* [Exercise] Scanning the entries below, copy every line that contains the word "AppError".

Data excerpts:

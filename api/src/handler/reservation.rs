use axum::extract::{Path, State};
use axum::response::IntoResponse;
use axum::Json;
use garde::Validate;
use kernel::model::id::ReservationId;
use registry::AppRegistry;
use shared::error::{AppError, AppResult};

use crate::model::reservation::{
    CreateReservationRequest, ReservationResponse, ReservationsResponse,
};
use crate::model::ApiResponse;

pub async fn register_reservation(
    State(registry): State<AppRegistry>,
    Json(req): Json<CreateReservationRequest>,
) -> AppResult<impl IntoResponse> {
    req.validate(&())?;

    registry
        .reservation_repository()
        .create(req.into())
        .await
        .map(ReservationResponse::from)
        .map(ApiResponse::created)
}

pub async fn show_reservation_list(
    State(registry): State<AppRegistry>,
) -> AppResult<impl IntoResponse> {
    registry
        .reservation_repository()
        .find_all()
        .await
        .map(ReservationsResponse::from)
        .map(ApiResponse::ok)
}

pub async fn show_reservation(
    Path(reservation_id): Path<ReservationId>,
    State(registry): State<AppRegistry>,
) -> AppResult<impl IntoResponse> {
    registry
        .reservation_repository()
        .find_by_id(reservation_id)
        .await
        .and_then(|reservation| match reservation {
            Some(reservation) => Ok(ApiResponse::ok(ReservationResponse::from(reservation))),
            None => Err(AppError::EntityNotFound("Reservation not found".into())),
        })
}

pub async fn delete_reservation(
    Path(reservation_id): Path<ReservationId>,
    State(registry): State<AppRegistry>,
) -> AppResult<impl IntoResponse> {
    registry
        .reservation_repository()
        .delete(reservation_id)
        .await
        .map(|_| ApiResponse::message("Reservation deleted"))
}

* [Exercise output]
use shared::error::{AppError, AppResult};
            None => Err(AppError::EntityNotFound("Reservation not found".into())),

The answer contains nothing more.